Apr 19, 2009 22:57
I’m back and leaping in with both feet with some sad news, which deviates into a writing lecture.
A few days ago I got a phone call from a friend from Melbourne who was just calling to catch up and see how my move had gone. We used to be in a drama troupe together, and at the time the group was very tight knit.
So it was during this phone call I learnt that I’d lost another friend to suicide.
The young man was extremely talented. He and his brother attended the troupe together and though I hadn’t spoken to either of them in a while, I expected to see them any day-having landed a part in some TV show or movie. I couldn’t imagine either of them falling short of that goal.
I was sad, upon hearing that news and paused to remember all the hilarious moments we shared together in rehearsals and performances. To be honest it slipped from my mind then, though I have been unusually tired ever since. However since getting my computer up and running again I have been trying to catch up on the TV I’ve missed.

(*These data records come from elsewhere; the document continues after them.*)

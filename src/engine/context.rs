//! engine::context
//!
//! Per-invocation context records.
//!
//! # Design
//!
//! A [`SchematicContext`] is created fresh for every `call` and never reused.
//! Nesting is an explicit chain: a child context holds an `Arc` to its
//! parent, and its depth is one more than the parent's. Nothing about the
//! chain is global; it is passed through every call boundary.
//!
//! A [`PartialContext`] is what a caller hands to `call`: the parent to
//! inherit from plus optional flag overrides.

use std::sync::Arc;

use uuid::Uuid;

use crate::core::types::UtcTimestamp;
use crate::schematic::Schematic;

/// Unique identity of one invocation context.
#[derive(Debug, Clone, Copy, PartialEq, Eq, Hash)]
pub struct ContextId(Uuid);

impl ContextId {
    fn new() -> Self {
        Self(Uuid::new_v4())
    }
}

impl std::fmt::Display for ContextId {
    fn fmt(&self, f: &mut std::fmt::Formatter<'_>) -> std::fmt::Result {
        write!(f, "{}", self.0)
    }
}

/// Context inherited by a new invocation.
///
/// Unset flags fall back to the engine's own defaults.
#[derive(Debug, Clone, Default)]
pub struct PartialContext {
    /// Invocation this one is nested in.
    pub parent: Option<Arc<SchematicContext>>,
    /// Debug flag override.
    pub debug: Option<bool>,
    /// Interactive flag override.
    pub interactive: Option<bool>,
}

impl PartialContext {
    /// Inherit parentage and flags from an existing context.
    pub fn child_of(parent: &Arc<SchematicContext>) -> Self {
        Self {
            parent: Some(Arc::clone(parent)),
            debug: Some(parent.is_debug()),
            interactive: Some(parent.is_interactive()),
        }
    }
}

impl From<Arc<SchematicContext>> for PartialContext {
    fn from(parent: Arc<SchematicContext>) -> Self {
        Self::child_of(&parent)
    }
}

/// Metadata for one schematic invocation.
#[derive(Debug, Clone)]
pub struct SchematicContext {
    id: ContextId,
    schematic: Schematic,
    parent: Option<Arc<SchematicContext>>,
    depth: usize,
    debug: bool,
    interactive: bool,
    created_at: UtcTimestamp,
}

impl SchematicContext {
    /// Create a context for `schematic`.
    ///
    /// `debug` and `interactive` are the engine's defaults; values set on
    /// `inherited` take precedence.
    pub fn new(
        schematic: Schematic,
        inherited: Option<PartialContext>,
        debug: bool,
        interactive: bool,
    ) -> Self {
        let inherited = inherited.unwrap_or_default();
        let depth = inherited.parent.as_ref().map_or(0, |p| p.depth + 1);

        Self {
            id: ContextId::new(),
            schematic,
            parent: inherited.parent,
            depth,
            debug: inherited.debug.unwrap_or(debug),
            interactive: inherited.interactive.unwrap_or(interactive),
            created_at: UtcTimestamp::now(),
        }
    }

    pub fn id(&self) -> ContextId {
        self.id
    }

    /// The schematic being invoked.
    pub fn schematic(&self) -> &Schematic {
        &self.schematic
    }

    /// The invocation this one is nested in, if any.
    pub fn parent(&self) -> Option<&Arc<SchematicContext>> {
        self.parent.as_ref()
    }

    /// Nesting depth; top-level invocations are 0.
    pub fn depth(&self) -> usize {
        self.depth
    }

    pub fn is_debug(&self) -> bool {
        self.debug
    }

    pub fn is_interactive(&self) -> bool {
        self.interactive
    }

    pub fn created_at(&self) -> &UtcTimestamp {
        &self.created_at
    }

    /// Parent contexts, nearest first.
    pub fn ancestors(&self) -> impl Iterator<Item = &SchematicContext> {
        std::iter::successors(self.parent.as_deref(), |ctx| ctx.parent.as_deref())
    }

    /// Qualified schematic names from the outermost invocation down to this one.
    ///
    /// ```text
    /// ["kit:app", "kit:module", "kit:component"]
    /// ```
    pub fn trace(&self) -> Vec<String> {
        let mut names: Vec<String> = std::iter::once(self)
            .chain(self.ancestors())
            .map(|ctx| ctx.schematic.description().qualified_name())
            .collect();
        names.reverse();
        names
    }
}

Episode 20, season 5 of House deals with suicide. I was fine throughout the episode, until the last thirty seconds. The last shot of Dr Taub in the hallway broke me completely as some part of me accepted that he was dead. Not the character, but the young man I knew who was on his way to being a brilliant actor.
When you suffer some kind of trauma-particularly a death-it can be hard to feel. Sometimes you don’t hurt at all, at first. Sometimes you keep it bottled for years and suddenly there is a trigger, you find that hurt and it all comes out again. It took me two years to mourn for a simular lost friend; I didn’t even know the pain was there until I found a funny note he’d written me.

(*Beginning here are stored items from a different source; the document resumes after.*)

//! Property-based tests for core domain types.
//!
//! These tests use proptest to verify invariants hold across
//! randomly generated inputs.

use std::sync::Arc;

use proptest::prelude::*;

use schematics::collection::Collection;
use schematics::core::description::{CollectionDescription, SchematicDescription};
use schematics::core::tree::{Tree, TreePath};
use schematics::core::types::{Fingerprint, SchematicName};
use schematics::engine::mock::MockEngine;
use schematics::rules::{factory, rule, RuleOutput};
use schematics::schematic::{Schematic, SchematicError};

/// Strategy for generating valid name characters.
fn name_char() -> impl Strategy<Value = char> {
    prop_oneof![
        prop::char::range('a', 'z'),
        prop::char::range('A', 'Z'),
        prop::char::range('0', '9'),
        Just('-'),
        Just('@'),
        Just('/'),
        Just('_'),
        Just('.'),
    ]
}

/// Strategy for generating valid schematic names.
fn valid_name() -> impl Strategy<Value = String> {
    prop::collection::vec(name_char(), 1..40).prop_map(|chars| chars.into_iter().collect())
}

/// Strategy for generating a name with at least one disallowed character.
fn invalid_name() -> impl Strategy<Value = String> {
    (
        valid_name(),
        any::<char>().prop_filter("must be disallowed", |c| {
            !(c.is_ascii_alphanumeric() || "-@/_.".contains(*c))
        }),
        valid_name(),
    )
        .prop_map(|(head, bad, tail)| format!("{}{}{}", head, bad, tail))
}

fn build(name: &str) -> Result<Schematic, SchematicError> {
    let kit = CollectionDescription::new("kit").unwrap();
    let collection = Collection::builder(kit.clone()).build();
    Schematic::new(
        SchematicDescription::new(name, kit),
        factory(|_| rule(|tree, _| Ok(RuleOutput::Tree(tree)))),
        collection,
        Arc::new(MockEngine::new()),
    )
}

proptest! {
    #[test]
    fn valid_names_construct(name in valid_name()) {
        let schematic = build(&name).unwrap();
        prop_assert_eq!(schematic.name().as_str(), name.as_str());
        prop_assert!(SchematicName::new(name.as_str()).is_ok());
    }

    #[test]
    fn invalid_names_fail(name in invalid_name()) {
        let err = build(&name).unwrap_err();
        prop_assert_eq!(err, SchematicError::InvalidName(name.clone()));
        prop_assert!(SchematicName::new(name.as_str()).is_err());
    }

    #[test]
    fn fingerprint_ignores_insertion_order(
        files in prop::collection::btree_map("[a-z]{1,8}", prop::collection::vec(any::<u8>(), 0..32), 1..8)
    ) {
        let forward = Tree::from_files(files.iter().map(|(p, c)| (p.as_str(), c.clone()))).unwrap();
        let reverse = Tree::from_files(files.iter().rev().map(|(p, c)| (p.as_str(), c.clone()))).unwrap();
        prop_assert_eq!(forward.fingerprint(), reverse.fingerprint());
    }

    #[test]
    fn fingerprint_changes_with_content(content in prop::collection::vec(any::<u8>(), 0..32)) {
        let a = Fingerprint::compute([("/f", content.as_slice())]);
        let mut changed = content.clone();
        changed.push(0);
        let b = Fingerprint::compute([("/f", changed.as_slice())]);
        prop_assert_ne!(a, b);
    }

    #[test]
    fn tree_paths_normalize(segments in prop::collection::vec("[a-z0-9_]{1,6}", 1..5)) {
        let relative = segments.join("/");
        let absolute = format!("/{}", relative);
        let trailing = format!("{}/", relative);

        let a = TreePath::new(&relative).unwrap();
        prop_assert_eq!(&a, &TreePath::new(&absolute).unwrap());
        prop_assert_eq!(&a, &TreePath::new(&trailing).unwrap());
        prop_assert_eq!(a.as_str(), absolute.as_str());
    }
}
//! core
//!
//! Domain types, descriptions, and configuration for schematics.
//!
//! # Modules
//!
//! - [`types`] - Strong types: SchematicName, CollectionName, Fingerprint, etc.
//! - [`tree`] - In-memory file tree that rules transform
//! - [`description`] - Schematic and collection descriptions, options schemas
//! - [`config`] - Configuration schema and loading
//!
//! # Design Principles
//!
//! - Names are validated once, at construction
//! - Schemas are strict and self-describing

pub mod config;
pub mod description;
pub mod tree;
pub mod types;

I think this is a function of fiction and entertainment media that is often overlooked. We live vicariously through characters to make our own lives more interesting, but we can also mourn through them. We can experience loss vicariously to dull the sting of reality.
When you choose to write about death or suffering; suicide, rape, divorce or illness, you should write with the understanding that others will be facing their own demons when they read it. They’ve experience the things you may only be writing about and you should be careful about how you choose to manipulate that.
I’m not saying every painful scene should be a hallmark moment, but you shouldn’t handle things carelessly. If you want to hurt, horrify, disgust or succour your readers, do it intentionally. And do it with some restraint.
My cheeks are still wet. He was only eighteen.